Elon Musk says, Starship engine 'crisis' likely to show bankruptcy risk for SpaceX – as per reports

Elon Musk says, Starship engine ‘crisis’ likely to show bankruptcy risk for SpaceX – as per reports

Need to increase production

According to media sources, Elon Musk believes SpaceX needs to scale up production of its next-generation Raptor engine shortly or face possibly grave consequences.

Raptors will power Starship, SpaceX’s massive, entirely reusable spacecraft that will transport passengers and cargo to the moon, Mars, and other far-flung locations. Each Starship will require a large number of Raptors 33, six for the upper-stage spacecraft known as Starship, and a large number of Raptors 33 for the huge first-stage rocket known as Super Heavy.

In the coming years, SpaceX plans to operate a huge fleet of Starships. To inhabit Mars, approximately 1,000 of these vehicles will be required.

As a result, SpaceX intends to produce a large number of Raptors soon. And, according to an email, the company is now not on track to fulfill that challenge. Musk delivered this email to SpaceX staff over the Thanksgiving holiday.

In the email obtained by Space Explored, Elon describes the production status of Raptor as an “emergency” which is worse than it was predicted a few weeks ago.

Importance of launching SpaceX’s Starlink internet satellites’ version 2

Starship is required to launch Version 2 of SpaceX’s Starlink internet satellites, according to Musk. More than 1,600 V1 Starlink vessels have already been lofted by the corporation. With its Falcon 9 rocket, it also included about 100 of the more advanced V1.5 line. However, the Merlin-powered workhorse launcher cannot hold the larger V2 satellites, which Musk envisions as critical revenue generators for the company.

According to Space Explored, the email reads, “Satellite V1 is financially weak on its own, while V2 is powerful.” “We’re also ramping up terminal production to a few million units per year. And, assuming that satellite V2 is in orbit to handle the bandwidth demand, this will cost a lot of money. Otherwise, these terminals will be unusable.”

Musk emphasizes in the communication that fixing the Raptor problem is critical.

“What it boils down to is that if we don’t reach a Starship flight rate of at least once every two weeks next year, we face a true risk of insolvency,” the missive says.

SpaceX should only require a few operating vehicles to be able to fly twice a month, given that Starship is meant to be totally and quickly reusable. But it doesn’t have any right now because Starship is still in the test-flight phase.
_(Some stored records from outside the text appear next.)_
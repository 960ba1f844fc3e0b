//! In-memory collaborators for tests.

use std::sync::atomic::{AtomicUsize, Ordering};

use chrono::{DateTime, TimeZone, Utc};
use nostr::{Event, EventId, JsonUtil, Kind, Metadata, PublicKey, Timestamp};
use parking_lot::Mutex;

use crate::ledger::{Ledger, RecordHeader};
use crate::source::{EntryLink, EntryText, FeedEntry, FeedSource, MarkupConverter};
use crate::{Error, Result};

/// A ledger held in memory, with relay-like query semantics.
#[derive(Default)]
pub struct MemoryLedger {
    events: Mutex<Vec<Event>>,
    published: Mutex<Vec<Event>>,
    fail_after: Mutex<Option<usize>>,
    page_cap: Mutex<Option<usize>>,
    history_requests: AtomicUsize,
}

impl MemoryLedger {
    pub fn new() -> Self {
        Self::default()
    }

    /// Seed a record as if published by an earlier run.
    pub fn insert(&self, event: Event) {
        self.events.lock().push(event);
    }

    /// Make every publish after the first `n` successful ones fail.
    pub fn fail_publishes_after(&self, n: usize) {
        *self.fail_after.lock() = Some(n);
    }

    /// Let publishes succeed again.
    pub fn heal(&self) {
        *self.fail_after.lock() = None;
    }

    /// Records published through [`Ledger::publish`], in submission order.
    pub fn published(&self) -> Vec<Event> {
        self.published.lock().clone()
    }

    pub fn history_requests(&self) -> usize {
        self.history_requests.load(Ordering::Relaxed)
    }

    /// Serve at most `cap` headers per history page, whatever the caller asks for.
    pub fn cap_history_pages(&self, cap: usize) {
        *self.page_cap.lock() = Some(cap);
    }

    fn accept(&self, event: &Event) -> Result<EventId> {
        let mut published = self.published.lock();
        if let Some(limit) = *self.fail_after.lock()
            && published.len() >= limit
        {
            return Err(Error::Ledger("relay rejected event".to_string()));
        }
        published.push(event.clone());
        self.events.lock().push(event.clone());
        Ok(event.id)
    }
}

impl Ledger for MemoryLedger {
    async fn publish(&self, event: &Event) -> Result<EventId> {
        self.accept(event)
    }

    async fn profile(&self, author: &PublicKey) -> Result<Option<Metadata>> {
        let latest = self
            .events
            .lock()
            .iter()
            .filter(|e| e.pubkey == *author && e.kind == Kind::Metadata)
            .max_by_key(|e| e.created_at)
            .cloned();
        match latest {
            Some(event) => Metadata::from_json(&event.content)
                .map(Some)
                .map_err(|e| Error::Ledger(format!("malformed profile: {e}"))),
            None => Ok(None),
        }
    }

    async fn history_page(
        &self,
        author: &PublicKey,
        until: Option<Timestamp>,
        limit: usize,
    ) -> Result<Vec<RecordHeader>> {
        self.history_requests.fetch_add(1, Ordering::Relaxed);
        let mut headers: Vec<RecordHeader> = self
            .events
            .lock()
            .iter()
            .filter(|e| e.pubkey == *author)
            .filter(|e| until.is_none_or(|u| e.created_at <= u))
            .map(RecordHeader::of)
            .collect();
        headers.sort_by(|a, b| b.created_at.cmp(&a.created_at).then(a.id.cmp(&b.id)));
        let cap = *self.page_cap.lock();
        headers.truncate(cap.map_or(limit, |cap| cap.min(limit)));
        Ok(headers)
    }

    async fn fetch_record(&self, id: &EventId) -> Result<Option<Event>> {
        Ok(self.events.lock().iter().find(|e| e.id == *id).cloned())
    }
}

/// A feed whose entries are set directly.
#[derive(Default)]
pub struct StaticFeed {
    entries: Vec<FeedEntry>,
    fetches: AtomicUsize,
}

impl StaticFeed {
    pub fn new(entries: Vec<FeedEntry>) -> Self {
        Self {
            entries,
            fetches: AtomicUsize::new(0),
        }
    }

    pub fn fetches(&self) -> usize {
        self.fetches.load(Ordering::Relaxed)
    }
}

impl FeedSource for StaticFeed {
    async fn fetch(&self, _url: &str) -> Result<Vec<FeedEntry>> {
        self.fetches.fetch_add(1, Ordering::Relaxed);
        Ok(self.entries.clone())
    }
}

/// A feed source that always fails.
pub struct BrokenFeed;

impl FeedSource for BrokenFeed {
    async fn fetch(&self, url: &str) -> Result<Vec<FeedEntry>> {
        Err(Error::Fetch {
            url: url.to_string(),
            reason: "HTTP 503 Service Unavailable".to_string(),
        })
    }
}

/// Returns the body unchanged.
pub struct PassThrough;

impl MarkupConverter for PassThrough {
    fn convert(&self, html: Option<&str>) -> String {
        html.unwrap_or_default().to_string()
    }
}

/// A dated entry with a GUID, a title and a link.
pub fn entry(guid: &str, published_secs: i64) -> FeedEntry {
    FeedEntry {
        id: Some(guid.to_string()),
        published: Some(at(published_secs)),
        title: Some(EntryText::plain(format!("Post {guid}"))),
        content: Some(format!("<p>Body of {guid}</p>")),
        links: vec![EntryLink {
            href: format!("https://example.com/{guid}"),
            rel: None,
        }],
        ..Default::default()
    }
}

pub fn at(secs: i64) -> DateTime<Utc> {
    Utc.timestamp_opt(secs, 0)
        .single()
        .unwrap_or(DateTime::<Utc>::MIN_UTC)
}

/// GUIDs decoded from the given records, in order.
pub fn guids(events: &[Event]) -> Vec<String> {
    events
        .iter()
        .filter_map(|e| crate::marker::decode(&e.content))
        .collect()
}

/// Formatted log output collected by [`capture_logs`].
#[cfg(test)]
#[derive(Clone, Default)]
pub struct LogBuffer(std::sync::Arc<Mutex<Vec<u8>>>);

#[cfg(test)]
impl LogBuffer {
    pub fn contents(&self) -> String {
        String::from_utf8_lossy(&self.0.lock()).into_owned()
    }
}

#[cfg(test)]
impl std::io::Write for LogBuffer {
    fn write(&mut self, buf: &[u8]) -> std::io::Result<usize> {
        self.0.lock().extend_from_slice(buf);
        Ok(buf.len())
    }

    fn flush(&mut self) -> std::io::Result<()> {
        Ok(())
    }
}

/// Route this thread's log events into a buffer until the guard drops.
#[cfg(test)]
pub fn capture_logs() -> (LogBuffer, tracing::subscriber::DefaultGuard) {
    let buffer = LogBuffer::default();
    let writer = buffer.clone();
    let subscriber = tracing_subscriber::fmt()
        .with_writer(move || writer.clone())
        .with_ansi(false)
        .finish();
    (buffer, tracing::subscriber::set_default(subscriber))
}
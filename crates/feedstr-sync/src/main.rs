//! feedstr: mirror RSS/Atom/JSON feeds onto Nostr.
//!
//! # Usage
//!
//! ```bash
//! # Sync every configured feed once
//! feedstr --config /etc/feedstr/feedstr.toml
//!
//! # Preview what one feed would publish
//! feedstr --feed "Example Blog" --dry-run
//!
//! # Keep running, syncing every 15 minutes
//! feedstr --interval 900 --metrics-file /var/lib/node_exporter/feedstr.prom
//! ```
//!
//! # Graceful Shutdown
//!
//! Ctrl+C cancels in-flight requests; the current feed aborts, the remaining
//! feeds are not started, and the process exits with a failure status.

use std::path::{Path, PathBuf};
use std::process::ExitCode;
use std::time::Duration;

use anyhow::{Context, Result};
use clap::Parser;
use feedstr_core::metrics::init_metrics;
use feedstr_core::{IoScope, ReconcileOptions};
use feedstr_sync::config::DEFAULT_CONFIG_PATH;
use feedstr_sync::{
    BatchOptions, Config, HtmlToMarkdown, HttpFeedSource, RelayLedger, run_batch,
};
use metrics_exporter_prometheus::PrometheusHandle;
use tracing_subscriber::EnvFilter;

/// Mirror syndication feeds onto Nostr relays.
#[derive(Parser, Debug)]
#[command(name = "feedstr")]
#[command(about = "Mirror RSS/Atom/JSON feeds onto Nostr relays")]
#[command(version)]
struct Args {
    /// Path to the TOML config file
    #[arg(long, env = "FEEDSTR_CONFIG", default_value = DEFAULT_CONFIG_PATH)]
    config: PathBuf,

    /// Path to a .env file to load before reading the config
    #[arg(long, default_value = ".env")]
    dotenv: PathBuf,

    /// Only sync the named feed (repeatable)
    #[arg(long = "feed", value_name = "NAME")]
    feeds: Vec<String>,

    /// Log what would be published without publishing
    #[arg(long)]
    dry_run: bool,

    /// Do not publish profile updates
    #[arg(long)]
    skip_profiles: bool,

    /// Repeat the batch every SECS seconds until interrupted
    #[arg(long, value_name = "SECS")]
    interval: Option<u64>,

    /// Write Prometheus metrics to this file after each batch
    #[arg(long, value_name = "PATH")]
    metrics_file: Option<PathBuf>,
}

#[tokio::main]
async fn main() -> Result<ExitCode> {
    // Install rustls crypto provider (required when both ring and aws-lc-rs are present)
    if rustls::crypto::ring::default_provider()
        .install_default()
        .is_err()
    {
        anyhow::bail!("Failed to install rustls crypto provider");
    }

    let args = Args::parse();

    // A missing .env is fine; a malformed one is not.
    match dotenvy::from_path(&args.dotenv) {
        Ok(()) => {}
        Err(e) if e.not_found() => {}
        Err(e) => {
            return Err(e).with_context(|| format!("failed to load {}", args.dotenv.display()));
        }
    }

    // Initialize tracing
    tracing_subscriber::fmt()
        .with_env_filter(
            EnvFilter::try_from_default_env()
                .unwrap_or_else(|_| EnvFilter::new("info,feedstr_core=debug,feedstr_sync=debug")),
        )
        .init();

    let config = Config::load(&args.config)
        .with_context(|| format!("failed to load config from {}", args.config.display()))?;
    let feeds = config.select(&args.feeds)?;

    tracing::info!("Configuration:");
    tracing::info!("  Config: {}", args.config.display());
    tracing::info!("  Relays: {}", config.relays.join(", "));
    tracing::info!("  Feeds: {}", feeds.len());
    tracing::info!("  Request timeout: {:?}", config.request_timeout);
    if args.dry_run {
        tracing::info!("  Dry run: nothing will be published");
    }

    let metrics_handle = match &args.metrics_file {
        Some(_) => Some(init_metrics().context("metrics recorder already installed")?),
        None => None,
    };

    // Set up graceful shutdown
    let root = IoScope::new(config.request_timeout);
    let shutdown = root.clone();
    ctrlc::set_handler(move || {
        tracing::info!("Shutdown signal received, cancelling in-flight requests...");
        shutdown.cancel();
    })
    .context("Failed to set Ctrl+C handler")?;

    // Relays that never finish sending stored events must not use up the
    // whole request timeout.
    let ledger = RelayLedger::connect(&config.relays, config.request_timeout / 2)
        .await
        .context("failed to connect to relays")?;
    let source = HttpFeedSource::new(config.request_timeout)?;

    let options = BatchOptions {
        reconcile: ReconcileOptions {
            history_page_size: config.history_page_size,
            dry_run: args.dry_run,
            ..Default::default()
        },
        skip_profiles: args.skip_profiles,
    };

    let mut all_succeeded = true;
    loop {
        let summary = run_batch(&ledger, &source, &HtmlToMarkdown, &feeds, &options, &root).await;
        summary.log();
        all_succeeded &= summary.is_success();

        if let (Some(path), Some(handle)) = (&args.metrics_file, &metrics_handle) {
            write_metrics(path, handle)?;
        }

        let Some(secs) = args.interval else { break };
        if root.is_cancelled() {
            break;
        }

        tracing::info!("Next batch in {}s", secs);
        tokio::select! {
            _ = tokio::time::sleep(Duration::from_secs(secs)) => {}
            _ = root.cancelled() => break,
        }
    }

    ledger.disconnect().await;

    if all_succeeded {
        Ok(ExitCode::SUCCESS)
    } else {
        Ok(ExitCode::FAILURE)
    }
}

/// Write the Prometheus rendering atomically, for a textfile collector.
fn write_metrics(path: &Path, handle: &PrometheusHandle) -> Result<()> {
    let tmp = path.with_extension("prom.tmp");
    std::fs::write(&tmp, handle.render())
        .with_context(|| format!("failed to write {}", tmp.display()))?;
    std::fs::rename(&tmp, path)
        .with_context(|| format!("failed to move metrics into {}", path.display()))?;
    tracing::debug!(path = %path.display(), "metrics written");
    Ok(())
}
That could change in the near future. SpaceX is preparing to fly its first orbital test mission, which will use a Starship prototype known as SN20 and a Super Heavy known as Booster 4. If the US Federal Aviation Administration completes its environmental evaluation, the historic mission might take place in January or February. According to Musk, an evaluation of Starship’s orbital launch site in South Texas would be completed by the end of the year.